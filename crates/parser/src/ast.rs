//! Owned Python AST produced by [`crate::PythonParser`]
//!
//! Statements and expressions share one [`AstNode`] enum. Nodes that introduce a scope or a
//! definition (functions, classes, lambdas, comprehensions) carry a [`NodeId`] that is unique for
//! the lifetime of the process, so analysis results can be cached per node across passes.

use std::fmt;
use std::sync::atomic::{AtomicU64, Ordering};

static NEXT_NODE_ID: AtomicU64 = AtomicU64::new(1);

/// Process-unique identity of a definition node
#[derive(Debug, Clone, Copy, PartialEq, Eq, Hash, PartialOrd, Ord)]
pub struct NodeId(u64);

impl NodeId {
    pub fn fresh() -> Self {
        NodeId(NEXT_NODE_ID.fetch_add(1, Ordering::Relaxed))
    }

    pub fn as_u64(self) -> u64 {
        self.0
    }
}

impl fmt::Display for NodeId {
    fn fmt(&self, f: &mut fmt::Formatter<'_>) -> fmt::Result {
        write!(f, "#{}", self.0)
    }
}

#[derive(Debug, Clone, PartialEq)]
pub struct Parameter {
    pub name: String,
    pub default: Option<Box<AstNode>>,
    pub annotation: Option<Box<AstNode>>,
    pub keyword_only: bool,
}

/// `*args` or `**kwargs`
#[derive(Debug, Clone, PartialEq)]
pub struct VarParameter {
    pub name: String,
    pub annotation: Option<Box<AstNode>>,
}

#[derive(Debug, Clone, PartialEq, Default)]
pub struct Parameters {
    pub params: Vec<Parameter>,
    pub vararg: Option<VarParameter>,
    pub kwarg: Option<VarParameter>,
}

impl Parameters {
    pub fn is_empty(&self) -> bool {
        self.params.is_empty() && self.vararg.is_none() && self.kwarg.is_none()
    }
}

#[derive(Debug, Clone, PartialEq)]
pub struct Keyword {
    pub name: String,
    pub value: AstNode,
}

/// One clause of an `import` statement: `a.b.c as d`
#[derive(Debug, Clone, PartialEq)]
pub struct ImportAlias {
    pub path: Vec<String>,
    pub alias: Option<String>,
}

#[derive(Debug, Clone, PartialEq)]
pub struct ExceptHandler {
    pub exception_type: Option<AstNode>,
    pub name: Option<AstNode>,
    pub body: Vec<AstNode>,
}

#[derive(Debug, Clone, PartialEq)]
pub struct WithItem {
    pub context_expr: AstNode,
    pub target: Option<AstNode>,
}

/// `for target in iter if cond` inside a comprehension
#[derive(Debug, Clone, PartialEq)]
pub struct Comprehension {
    pub target: AstNode,
    pub iter: AstNode,
    pub ifs: Vec<AstNode>,
}

#[derive(Debug, Clone, PartialEq)]
pub enum Literal {
    /// Decimal integer, `None` when it does not fit in an i64 or uses another radix
    Integer(Option<i64>),
    Float,
    Complex,
    Str(String),
    Bytes,
    Bool(bool),
    None,
    Ellipsis,
}

#[derive(Debug, Clone, Copy, PartialEq, Eq)]
pub enum BinaryOperator {
    Add,
    Sub,
    Mult,
    MatMult,
    Div,
    FloorDiv,
    Mod,
    Pow,
    LeftShift,
    RightShift,
    BitOr,
    BitXor,
    BitAnd,
    And,
    Or,
}

#[derive(Debug, Clone, Copy, PartialEq, Eq)]
pub enum UnaryOperator {
    Not,
    Invert,
    Plus,
    Minus,
}

#[derive(Debug, Clone, Copy, PartialEq, Eq)]
pub enum CompareOperator {
    Eq,
    NotEq,
    Lt,
    LtE,
    Gt,
    GtE,
    Is,
    IsNot,
    In,
    NotIn,
}

#[derive(Debug, Clone, PartialEq)]
pub enum AstNode {
    Module {
        body: Vec<AstNode>,
    },
    FunctionDef {
        id: NodeId,
        name: String,
        params: Parameters,
        body: Vec<AstNode>,
        decorators: Vec<AstNode>,
        returns: Option<Box<AstNode>>,
        is_async: bool,
        line: usize,
    },
    ClassDef {
        id: NodeId,
        name: String,
        bases: Vec<AstNode>,
        keywords: Vec<Keyword>,
        body: Vec<AstNode>,
        decorators: Vec<AstNode>,
        line: usize,
    },
    /// `a = b = value`; one entry in `targets` per `=`
    Assignment {
        targets: Vec<AstNode>,
        value: Box<AstNode>,
    },
    AnnotatedAssignment {
        target: Box<AstNode>,
        annotation: Box<AstNode>,
        value: Option<Box<AstNode>>,
    },
    AugAssignment {
        target: Box<AstNode>,
        op: BinaryOperator,
        value: Box<AstNode>,
    },
    Return {
        value: Option<Box<AstNode>>,
    },
    Import {
        names: Vec<ImportAlias>,
    },
    ImportFrom {
        /// Number of leading dots in a relative import
        dots: usize,
        module: Vec<String>,
        names: Vec<ImportAlias>,
        wildcard: bool,
    },
    If {
        branches: Vec<(AstNode, Vec<AstNode>)>,
        else_body: Vec<AstNode>,
    },
    For {
        target: Box<AstNode>,
        iter: Box<AstNode>,
        body: Vec<AstNode>,
        else_body: Vec<AstNode>,
    },
    While {
        test: Box<AstNode>,
        body: Vec<AstNode>,
        else_body: Vec<AstNode>,
    },
    Try {
        body: Vec<AstNode>,
        handlers: Vec<ExceptHandler>,
        else_body: Vec<AstNode>,
        finally_body: Vec<AstNode>,
    },
    With {
        items: Vec<WithItem>,
        body: Vec<AstNode>,
    },
    Assert {
        test: Box<AstNode>,
        msg: Option<Box<AstNode>>,
    },
    Raise {
        exc: Option<Box<AstNode>>,
        cause: Option<Box<AstNode>>,
    },
    Delete {
        targets: Vec<AstNode>,
    },
    Global {
        names: Vec<String>,
    },
    Nonlocal {
        names: Vec<String>,
    },
    Pass,
    Break,
    Continue,
    /// Error-recovered or unsupported syntax; the pieces that did parse are kept
    Bad {
        approximation: Vec<AstNode>,
    },

    Identifier {
        name: String,
    },
    Literal {
        value: Literal,
    },
    /// f-string; only the interpolated expressions are kept
    FormattedString {
        values: Vec<AstNode>,
    },
    Attribute {
        object: Box<AstNode>,
        attribute: String,
    },
    Call {
        function: Box<AstNode>,
        args: Vec<AstNode>,
        keywords: Vec<Keyword>,
        starargs: Option<Box<AstNode>>,
        kwargs: Option<Box<AstNode>>,
    },
    Subscript {
        value: Box<AstNode>,
        slice: Box<AstNode>,
    },
    Slice {
        lower: Option<Box<AstNode>>,
        upper: Option<Box<AstNode>>,
        step: Option<Box<AstNode>>,
    },
    BinaryOp {
        left: Box<AstNode>,
        op: BinaryOperator,
        right: Box<AstNode>,
    },
    UnaryOp {
        op: UnaryOperator,
        operand: Box<AstNode>,
    },
    Compare {
        left: Box<AstNode>,
        ops: Vec<CompareOperator>,
        comparators: Vec<AstNode>,
    },
    IfExp {
        test: Box<AstNode>,
        body: Box<AstNode>,
        orelse: Box<AstNode>,
    },
    Lambda {
        id: NodeId,
        params: Parameters,
        body: Box<AstNode>,
    },
    ListComp {
        id: NodeId,
        element: Box<AstNode>,
        generators: Vec<Comprehension>,
    },
    SetComp {
        id: NodeId,
        element: Box<AstNode>,
        generators: Vec<Comprehension>,
    },
    DictComp {
        id: NodeId,
        key: Box<AstNode>,
        value: Box<AstNode>,
        generators: Vec<Comprehension>,
    },
    GeneratorExp {
        id: NodeId,
        element: Box<AstNode>,
        generators: Vec<Comprehension>,
    },
    Tuple {
        elements: Vec<AstNode>,
    },
    List {
        elements: Vec<AstNode>,
    },
    Set {
        elements: Vec<AstNode>,
    },
    Dict {
        items: Vec<(AstNode, AstNode)>,
        splats: Vec<AstNode>,
    },
    Starred {
        value: Box<AstNode>,
    },
    NamedExpr {
        target: String,
        value: Box<AstNode>,
    },
    Await {
        value: Box<AstNode>,
    },
    Yield {
        value: Option<Box<AstNode>>,
        from: bool,
    },
}

impl AstNode {
    pub fn identifier(name: impl Into<String>) -> Self {
        AstNode::Identifier { name: name.into() }
    }

    /// Definition-node identity, if this node introduces a scope
    pub fn node_id(&self) -> Option<NodeId> {
        match self {
            AstNode::FunctionDef { id, .. }
            | AstNode::ClassDef { id, .. }
            | AstNode::Lambda { id, .. }
            | AstNode::ListComp { id, .. }
            | AstNode::SetComp { id, .. }
            | AstNode::DictComp { id, .. }
            | AstNode::GeneratorExp { id, .. } => Some(*id),
            _ => None,
        }
    }

    pub fn as_name(&self) -> Option<&str> {
        match self {
            AstNode::Identifier { name } => Some(name),
            _ => None,
        }
    }

    pub fn is_statement(&self) -> bool {
        matches!(
            self,
            AstNode::Module { .. }
                | AstNode::FunctionDef { .. }
                | AstNode::ClassDef { .. }
                | AstNode::Assignment { .. }
                | AstNode::AnnotatedAssignment { .. }
                | AstNode::AugAssignment { .. }
                | AstNode::Return { .. }
                | AstNode::Import { .. }
                | AstNode::ImportFrom { .. }
                | AstNode::If { .. }
                | AstNode::For { .. }
                | AstNode::While { .. }
                | AstNode::Try { .. }
                | AstNode::With { .. }
                | AstNode::Assert { .. }
                | AstNode::Raise { .. }
                | AstNode::Delete { .. }
                | AstNode::Global { .. }
                | AstNode::Nonlocal { .. }
                | AstNode::Pass
                | AstNode::Break
                | AstNode::Continue
        )
    }

    /// Top-level statements of a module, or an empty slice for anything else
    pub fn body(&self) -> &[AstNode] {
        match self {
            AstNode::Module { body } => body,
            _ => &[],
        }
    }
}

impl fmt::Display for AstNode {
    /// Compact source-like rendering used by evaluation traces
    fn fmt(&self, f: &mut fmt::Formatter<'_>) -> fmt::Result {
        match self {
            AstNode::Identifier { name } => write!(f, "{name}"),
            AstNode::Literal { value } => match value {
                Literal::Integer(Some(n)) => write!(f, "{n}"),
                Literal::Integer(None) => write!(f, "<int>"),
                Literal::Float => write!(f, "<float>"),
                Literal::Complex => write!(f, "<complex>"),
                Literal::Str(s) => write!(f, "{s:?}"),
                Literal::Bytes => write!(f, "b\"..\""),
                Literal::Bool(true) => write!(f, "True"),
                Literal::Bool(false) => write!(f, "False"),
                Literal::None => write!(f, "None"),
                Literal::Ellipsis => write!(f, "..."),
            },
            AstNode::Attribute { object, attribute } => write!(f, "{object}.{attribute}"),
            AstNode::Call { function, args, .. } => {
                write!(f, "{function}(")?;
                for (i, arg) in args.iter().enumerate() {
                    if i > 0 {
                        write!(f, ", ")?;
                    }
                    write!(f, "{arg}")?;
                }
                write!(f, ")")
            }
            AstNode::Subscript { value, slice } => write!(f, "{value}[{slice}]"),
            AstNode::Tuple { elements } => {
                write!(f, "(")?;
                for (i, element) in elements.iter().enumerate() {
                    if i > 0 {
                        write!(f, ", ")?;
                    }
                    write!(f, "{element}")?;
                }
                write!(f, ")")
            }
            AstNode::Starred { value } => write!(f, "*{value}"),
            AstNode::FunctionDef { name, .. } => write!(f, "def {name}"),
            AstNode::ClassDef { name, .. } => write!(f, "class {name}"),
            AstNode::Lambda { .. } => write!(f, "lambda"),
            AstNode::ListComp { .. } => write!(f, "[...comprehension]"),
            AstNode::SetComp { .. } | AstNode::DictComp { .. } => write!(f, "{{...comprehension}}"),
            AstNode::GeneratorExp { .. } => write!(f, "(...generator)"),
            AstNode::List { .. } => write!(f, "[...]"),
            AstNode::Set { .. } | AstNode::Dict { .. } => write!(f, "{{...}}"),
            AstNode::BinaryOp { left, op, right } => write!(f, "{left} {op:?} {right}"),
            AstNode::UnaryOp { op, operand } => write!(f, "{op:?} {operand}"),
            other => write!(f, "<{}>", other.kind()),
        }
    }
}

impl AstNode {
    /// Short variant name for diagnostics
    pub fn kind(&self) -> &'static str {
        match self {
            AstNode::Module { .. } => "module",
            AstNode::FunctionDef { .. } => "function",
            AstNode::ClassDef { .. } => "class",
            AstNode::Assignment { .. } => "assignment",
            AstNode::AnnotatedAssignment { .. } => "annotated assignment",
            AstNode::AugAssignment { .. } => "augmented assignment",
            AstNode::Return { .. } => "return",
            AstNode::Import { .. } => "import",
            AstNode::ImportFrom { .. } => "import from",
            AstNode::If { .. } => "if",
            AstNode::For { .. } => "for",
            AstNode::While { .. } => "while",
            AstNode::Try { .. } => "try",
            AstNode::With { .. } => "with",
            AstNode::Assert { .. } => "assert",
            AstNode::Raise { .. } => "raise",
            AstNode::Delete { .. } => "del",
            AstNode::Global { .. } => "global",
            AstNode::Nonlocal { .. } => "nonlocal",
            AstNode::Pass => "pass",
            AstNode::Break => "break",
            AstNode::Continue => "continue",
            AstNode::Bad { .. } => "bad",
            AstNode::Identifier { .. } => "name",
            AstNode::Literal { .. } => "literal",
            AstNode::FormattedString { .. } => "f-string",
            AstNode::Attribute { .. } => "attribute",
            AstNode::Call { .. } => "call",
            AstNode::Subscript { .. } => "subscript",
            AstNode::Slice { .. } => "slice",
            AstNode::BinaryOp { .. } => "binary operation",
            AstNode::UnaryOp { .. } => "unary operation",
            AstNode::Compare { .. } => "comparison",
            AstNode::IfExp { .. } => "conditional expression",
            AstNode::Lambda { .. } => "lambda",
            AstNode::ListComp { .. } => "list comprehension",
            AstNode::SetComp { .. } => "set comprehension",
            AstNode::DictComp { .. } => "dict comprehension",
            AstNode::GeneratorExp { .. } => "generator expression",
            AstNode::Tuple { .. } => "tuple",
            AstNode::List { .. } => "list",
            AstNode::Set { .. } => "set",
            AstNode::Dict { .. } => "dict",
            AstNode::Starred { .. } => "starred",
            AstNode::NamedExpr { .. } => "named expression",
            AstNode::Await { .. } => "await",
            AstNode::Yield { .. } => "yield",
        }
    }
}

+===+

**PROBLEM TO WORK ON**
Using only the data above, copy out the lines that include the word "kwargs".

**SOLVED PROBLEM**
/// `*args` or `**kwargs`
        kwargs: Option<Box<AstNode>>,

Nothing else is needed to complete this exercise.